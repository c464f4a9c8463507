//! Fixtures and test doubles shared by the task tests.

use crate::router::domain::ToolDescriptor;
use crate::task::adapters::memory::InMemoryTaskStore;
use crate::task::domain::{
    CanonicalEvent, ClassificationResult, NewTask, Task, ToolCall, ToolSelection, WorkspaceId,
};
use crate::task::ports::{
    ClassificationError, ClassificationRequest, ModelError, StructuredModel, StructuredRequest,
    TaskClassifier, TaskRepository, ToolExecutionError, ToolExecutor, ToolSelector,
};
use async_trait::async_trait;
use chrono::{TimeZone, Utc};
use mockable::DefaultClock;
use mockall::mock;
use serde_json::Value;
use std::collections::VecDeque;
use std::sync::{Arc, Mutex};
use std::time::Duration;

mock! {
    pub Selector {}

    #[async_trait]
    impl ToolSelector for Selector {
        async fn select(
            &self,
            task: &Task,
            tools: &[ToolDescriptor],
        ) -> Result<ToolSelection, ClassificationError>;
    }
}

mock! {
    pub Executor {}

    #[async_trait]
    impl ToolExecutor for Executor {
        async fn execute(&self, call: &ToolCall) -> Result<Value, ToolExecutionError>;
    }
}

mock! {
    pub Classifier {}

    #[async_trait]
    impl TaskClassifier for Classifier {
        async fn classify(
            &self,
            request: ClassificationRequest,
        ) -> Result<ClassificationResult, ClassificationError>;
    }
}

/// Selector and classifier that never answer within a short timeout.
pub struct Stalled;

#[async_trait]
impl ToolSelector for Stalled {
    async fn select(
        &self,
        _task: &Task,
        _tools: &[ToolDescriptor],
    ) -> Result<ToolSelection, ClassificationError> {
        tokio::time::sleep(Duration::from_secs(5)).await;
        Ok(ToolSelection::default())
    }
}

#[async_trait]
impl TaskClassifier for Stalled {
    async fn classify(
        &self,
        _request: ClassificationRequest,
    ) -> Result<ClassificationResult, ClassificationError> {
        tokio::time::sleep(Duration::from_secs(5)).await;
        Ok(ClassificationResult::default())
    }
}

/// Structured model replaying canned replies and recording every request.
#[derive(Default)]
pub struct ScriptedModel {
    replies: Mutex<VecDeque<Result<Value, ModelError>>>,
    requests: Mutex<Vec<StructuredRequest>>,
}

impl ScriptedModel {
    pub fn replying(replies: impl IntoIterator<Item = Value>) -> Arc<Self> {
        Arc::new(Self {
            replies: Mutex::new(replies.into_iter().map(Ok).collect()),
            requests: Mutex::new(Vec::new()),
        })
    }

    pub fn failing(error: ModelError) -> Arc<Self> {
        Arc::new(Self {
            replies: Mutex::new(VecDeque::from([Err(error)])),
            requests: Mutex::new(Vec::new()),
        })
    }

    pub fn requests(&self) -> Vec<StructuredRequest> {
        self.requests.lock().expect("requests lock").clone()
    }
}

#[async_trait]
impl StructuredModel for ScriptedModel {
    async fn generate_object(&self, request: StructuredRequest) -> Result<Value, ModelError> {
        self.requests.lock().expect("requests lock").push(request);
        self.replies
            .lock()
            .expect("replies lock")
            .pop_front()
            .unwrap_or_else(|| Err(ModelError::MalformedResponse("no scripted reply".to_owned())))
    }
}

pub fn clock() -> Arc<DefaultClock> {
    Arc::new(DefaultClock)
}

pub fn workspace(name: &str) -> WorkspaceId {
    WorkspaceId::new(name).expect("valid workspace id")
}

pub fn slack_message(event_id: &str, text: &str) -> CanonicalEvent {
    CanonicalEvent::new(
        "slack",
        "message",
        event_id,
        Utc.with_ymd_and_hms(2026, 3, 6, 9, 0, 0)
            .single()
            .expect("valid timestamp"),
    )
    .with_text(text)
    .with_channel("C1")
}

pub async fn stored_task(store: &InMemoryTaskStore, new_task: NewTask) -> Task {
    let task = Task::create(new_task, &DefaultClock).expect("valid task");
    store.store_task(&task).await.expect("task stored");
    task
}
━━━━━━━━━━━━━━━━━━━━
▶ **What you are asked to do**:
Exactly the lines from the one containing "pub fn slack_message(event_id: &str, text: &str)" through the last line of the records are to be transcribed, both endpoints included.

▶ **Solution to this exercise**:
pub fn slack_message(event_id: &str, text: &str) -> CanonicalEvent {
    CanonicalEvent::new(
        "slack",
        "message",
        event_id,
        Utc.with_ymd_and_hms(2026, 3, 6, 9, 0, 0)
            .single()
            .expect("valid timestamp"),
    )
    .with_text(text)
    .with_channel("C1")
}

pub async fn stored_task(store: &InMemoryTaskStore, new_task: NewTask) -> Task {
    let task = Task::create(new_task, &DefaultClock).expect("valid task");
    store.store_task(&task).await.expect("task stored");
    task
}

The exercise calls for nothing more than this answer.